It was in the month of January that the U.S. retail sales boosted by the most over the span of the last seven months, beating all estimates and suggesting fresh stimulus checks helped spur a rebound in household demand following a weak fourth quarter. The value of overall sales increased 5.3% from the prior month after a 1% decline in December, Commerce Department figures showed Wednesday. It was the first monthly gain since September and all major categories showed sharp advances.
Last month, consumer spending through non-store channels grew 29.0% over January 2020, according to a Digital Commerce 360 analysis of the Commerce Department’s advance monthly figures released Wednesday. Numbers exclude estimated fuel sales. That’s the highest-ever growth registered for the month of January and more than 10 percentage points higher than the runner-up of 18.0% in January 2000. It also is nearly 3.5 times higher than the 8.3% growth recorded in January 2020.
Non-store sales—which are mainly online but also include other sales such as orders through call centers, catalogs, door-to-door visits, and vending machines—don’t align perfectly with spending accounted for in the pure e-commerce figures that the agency releases quarterly.
January’s retail performance was fueled by continued gains in the online sector, although e-commerce’s impact was smaller than prior COVID-19 periods. Growth in the non-store channel accounted for more than half—50.6%—of all retail gains for the month.
As Jack Kleinhenz, chief economist at the National Retail Federation says, “We expected retail spending to ramp up in January thanks to the latest round of stimulus checks and better COVID trends, and it clearly did. There were none of the falloffs in spending that we often find post-holiday, and the increase was even better than expected.
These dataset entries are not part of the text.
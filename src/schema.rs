//! Editor schema for the figure configuration.
//!
//! A JSON-Schema-shaped description of every accepted field, used by a host's
//! page editor to build its form. Titles and descriptions are i18n message
//! keys, not display text. The schema is metadata only; configs that never
//! went through an editor work the same.

use serde_json::{Value, json};

/// Prefix for every i18n key in the schema.
const MESSAGE_PREFIX: &str = "admin/editor.figure";

fn message(key: &str) -> String {
    format!("{MESSAGE_PREFIX}.{key}")
}

fn field(kind: &str, key: &str) -> Value {
    json!({ "type": kind, "title": message(key) })
}

fn with_default(mut value: Value, default: Value) -> Value {
    value["default"] = default;
    value
}

/// Build the editor schema.
pub fn editor_schema() -> Value {
    let loading_policy = json!({
        "title": message("loading.title"),
        "description": message("loading.description"),
        "oneOf": [
            { "type": "boolean", "title": message("loading.priority") },
            { "type": "string", "enum": ["lazy", "eager"], "title": message("loading.mode") }
        ]
    });

    json!({
        "title": message("title"),
        "description": message("description"),
        "type": "object",
        "additionalProperties": false,
        "properties": {
            "image": {
                "type": "object",
                "title": message("image.title"),
                "additionalProperties": false,
                "required": ["desktop_url"],
                "properties": {
                    "desktop_url": with_default(field("string", "image.desktopUrl"), json!("")),
                    "mobile_url": field("string", "image.mobileUrl"),
                    "desktop_width": field("integer", "image.desktopWidth"),
                    "desktop_height": field("integer", "image.desktopHeight"),
                    "mobile_width": field("integer", "image.mobileWidth"),
                    "mobile_height": field("integer", "image.mobileHeight")
                }
            },
            "link": {
                "type": "object",
                "title": message("link.title"),
                "additionalProperties": false,
                "properties": {
                    "url": with_default(field("string", "link.url"), json!("")),
                    "open_in_new_tab": with_default(field("boolean", "link.openInNewTab"), json!(false))
                }
            },
            "caption": with_default(field("string", "caption"), json!("")),
            "alt": with_default(field("string", "alt"), json!("")),
            "block_class": with_default(field("string", "blockClass"), json!("")),
            "hero": with_default(field("boolean", "hero"), json!(false)),
            "embedding": with_default(
                json!({
                    "type": "string",
                    "title": message("embedding.title"),
                    "enum": ["none", "wrapper-only", "container-and-wrapper"],
                    "enumNames": [
                        message("embedding.none"),
                        message("embedding.wrapperOnly"),
                        message("embedding.containerAndWrapper")
                    ]
                }),
                json!("container-and-wrapper"),
            ),
            "loading": loading_policy.clone(),
            "mobile_loading": loading_policy
        }
    })
}
//! Configuration resolver.
//!
//! Turns a raw [`FigureConfig`] into the normalized form the composition
//! engine consumes. Pure and total: no I/O, no errors.
//!
//! The empty-source check runs first. A config without a desktop URL
//! becomes [`Resolved::Empty`] and nothing else is derived from it.
//!
//! Preconditions are the host's business: the config is assumed well typed
//! (serde already guarantees that for anything loaded through [`crate::config`]).

use crate::classes::SlotClasses;
use crate::config::{FigureConfig, LayoutEmbedding, LinkTarget, LoadingMode, LoadingPolicy};

/// Fetch priority hint; `Unset` emits no attribute.
#[derive(Debug, Clone, Copy, PartialEq, Eq)]
pub enum FetchPriority {
    Low,
    High,
    Unset,
}

impl FetchPriority {
    pub fn as_attr(self) -> Option<&'static str> {
        match self {
            FetchPriority::Low => Some("low"),
            FetchPriority::High => Some("high"),
            FetchPriority::Unset => None,
        }
    }
}

/// Canonical loading attributes, whichever policy shape produced them.
#[derive(Debug, Clone, Copy, PartialEq, Eq)]
pub struct LoadingAttrs {
    pub mode: LoadingMode,
    pub fetch_priority: FetchPriority,
}

impl Default for LoadingAttrs {
    fn default() -> Self {
        Self {
            mode: LoadingMode::Lazy,
            fetch_priority: FetchPriority::Unset,
        }
    }
}

impl From<LoadingPolicy> for LoadingAttrs {
    fn from(policy: LoadingPolicy) -> Self {
        match policy {
            LoadingPolicy::Priority(true) => Self {
                mode: LoadingMode::Eager,
                fetch_priority: FetchPriority::High,
            },
            LoadingPolicy::Priority(false) => Self {
                mode: LoadingMode::Lazy,
                fetch_priority: FetchPriority::Low,
            },
            LoadingPolicy::Mode(mode) => Self {
                mode,
                fetch_priority: FetchPriority::Unset,
            },
        }
    }
}

/// One image source with its optional intrinsic size.
#[derive(Debug, Clone, PartialEq, Eq)]
pub struct SourceRef {
    pub url: String,
    pub width: Option<u32>,
    pub height: Option<u32>,
}

/// A figure with a usable desktop source.
#[derive(Debug, Clone, PartialEq)]
pub struct NormalizedFigure {
    pub desktop: SourceRef,
    /// Present only when the mobile URL is non-empty.
    pub mobile: Option<SourceRef>,
    /// Passed through untouched; the engine decides on URL emptiness.
    pub link: Option<LinkTarget>,
    /// Empty string means no caption.
    pub caption: String,
    pub alt: String,
    pub classes: SlotClasses,
    pub loading: LoadingAttrs,
    pub mobile_loading: Option<LoadingAttrs>,
    pub hero: bool,
    pub embedding: LayoutEmbedding,
}

/// Output of [`resolve`]: either the empty sentinel or a figure to compose.
#[derive(Debug, Clone, PartialEq)]
pub enum Resolved {
    Empty,
    Figure(Box<NormalizedFigure>),
}

impl Resolved {
    pub fn is_empty(&self) -> bool {
        matches!(self, Resolved::Empty)
    }
}

/// Normalize a raw configuration.
pub fn resolve(raw: &FigureConfig) -> Resolved {
    if raw.image.desktop_url.is_empty() {
        tracing::debug!("No desktop source, resolving to empty figure");
        return Resolved::Empty;
    }

    let image = &raw.image;
    let mobile = image
        .mobile_url
        .as_deref()
        .filter(|url| !url.is_empty())
        .map(|url| SourceRef {
            url: url.to_string(),
            width: image.mobile_width,
            height: image.mobile_height,
        });

    Resolved::Figure(Box::new(NormalizedFigure {
        desktop: SourceRef {
            url: image.desktop_url.clone(),
            width: image.desktop_width,
            height: image.desktop_height,
        },
        mobile,
        link: raw.link.clone(),
        caption: raw.caption.clone().unwrap_or_default(),
        alt: raw.alt.clone().unwrap_or_default(),
        classes: SlotClasses::new(raw.block_class.as_deref()),
        loading: raw.loading.map(LoadingAttrs::from).unwrap_or_default(),
        mobile_loading: raw.mobile_loading.map(LoadingAttrs::from),
        hero: raw.hero,
        embedding: raw.embedding,
    }))
}
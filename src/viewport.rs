//! Viewport probe: one-shot mobile/desktop classification.
//!
//! The probe reads the client viewport width once, after the first paint,
//! and never again for the lifetime of the mounted figure. Resizing the
//! window later does not change the classification; the browser's own media
//! query evaluation on `<source>` elements handles the actual source swap.
//!
//! The breakpoint is shared with the composition engine's media queries, both
//! derived from [`MOBILE_MAX_WIDTH`]:
//!
//! ```text
//! width <= 1025  →  mobile   (max-width:1025px)
//! width >  1025  →  desktop  (min-width:1026px)
//! ```

use serde::Serialize;

/// Largest viewport width, in CSS pixels, classified as mobile.
pub const MOBILE_MAX_WIDTH: u32 = 1025;

/// Media query selecting the mobile source.
pub fn mobile_media_query() -> String {
    format!("(max-width:{MOBILE_MAX_WIDTH}px)")
}

/// Media query selecting the desktop source.
pub fn desktop_media_query() -> String {
    format!("(min-width:{}px)", MOBILE_MAX_WIDTH + 1)
}

/// Coarse viewport bucket. `Unknown` until the probe has run on a client.
#[derive(Debug, Clone, Copy, Default, PartialEq, Eq, Hash, Serialize)]
#[serde(rename_all = "lowercase")]
pub enum ViewportClass {
    #[default]
    Unknown,
    Mobile,
    Desktop,
}

/// Classify a viewport width against the shared breakpoint.
pub fn classify_width(width: u32) -> ViewportClass {
    if width <= MOBILE_MAX_WIDTH {
        ViewportClass::Mobile
    } else {
        ViewportClass::Desktop
    }
}

/// Live viewport geometry of a client display surface.
pub trait ViewportSurface {
    /// Current inner width in CSS pixels.
    fn inner_width(&self) -> u32;
}

/// A surface with a fixed width, e.g. from a CLI flag.
#[derive(Debug, Clone, Copy, PartialEq, Eq)]
pub struct FixedSurface(pub u32);

impl ViewportSurface for FixedSurface {
    fn inner_width(&self) -> u32 {
        self.0
    }
}

/// Where the figure is being rendered.
#[derive(Clone, Copy)]
pub enum ExecutionContext<'a> {
    /// Server-side or otherwise headless: no display surface exists.
    Server,
    /// A client with a live viewport.
    Client(&'a dyn ViewportSurface),
}

#[derive(Debug, Clone, Copy, PartialEq, Eq)]
enum ProbeState {
    Unresolved,
    Resolved(ViewportClass),
}

/// One-shot classification gate owned by a single mounted figure.
///
/// `Unresolved → Resolved` is the only transition. Once resolved, every
/// [`classify`](Self::classify) call returns the stored class without
/// touching the surface.
#[derive(Debug, Clone)]
pub struct ViewportProbe {
    state: ProbeState,
}

impl Default for ViewportProbe {
    fn default() -> Self {
        Self::new()
    }
}

impl ViewportProbe {
    pub fn new() -> Self {
        Self {
            state: ProbeState::Unresolved,
        }
    }

    pub fn is_resolved(&self) -> bool {
        matches!(self.state, ProbeState::Resolved(_))
    }

    /// The classification so far, without probing.
    pub fn current(&self) -> ViewportClass {
        match self.state {
            ProbeState::Unresolved => ViewportClass::Unknown,
            ProbeState::Resolved(class) => class,
        }
    }

    /// Classify the viewport, reading geometry at most once.
    ///
    /// In a server context this is a no-op returning `Unknown`, and the gate
    /// stays open so a later client-side call can still resolve it.
    pub fn classify(&mut self, ctx: ExecutionContext<'_>) -> ViewportClass {
        if let ProbeState::Resolved(class) = self.state {
            return class;
        }
        match ctx {
            ExecutionContext::Server => ViewportClass::Unknown,
            ExecutionContext::Client(surface) => {
                let width = surface.inner_width();
                let class = classify_width(width);
                tracing::debug!(width, ?class, "Viewport classified");
                self.state = ProbeState::Resolved(class);
                class
            }
        }
    }
}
There is plenty of purchasing power available for most consumers.”
With confidence growing thanks to the availability of COVID-19 vaccines plus states and local governments beginning to remove restrictions on economic activity, Kleinhenz says he expects consumer spending to build on this momentum going forward.
“The strength and composition of retail sales (specifically the preference toward discretionary categories) is an encouraging signal that consumers’ aggressive saving patterns from 2020 are starting to ease—a development which, if continues, could unleash a torrent of pent-up demand in 2021,” says Carl Riccadonna and Yelena Shulyatyeva, Bloomberg economists.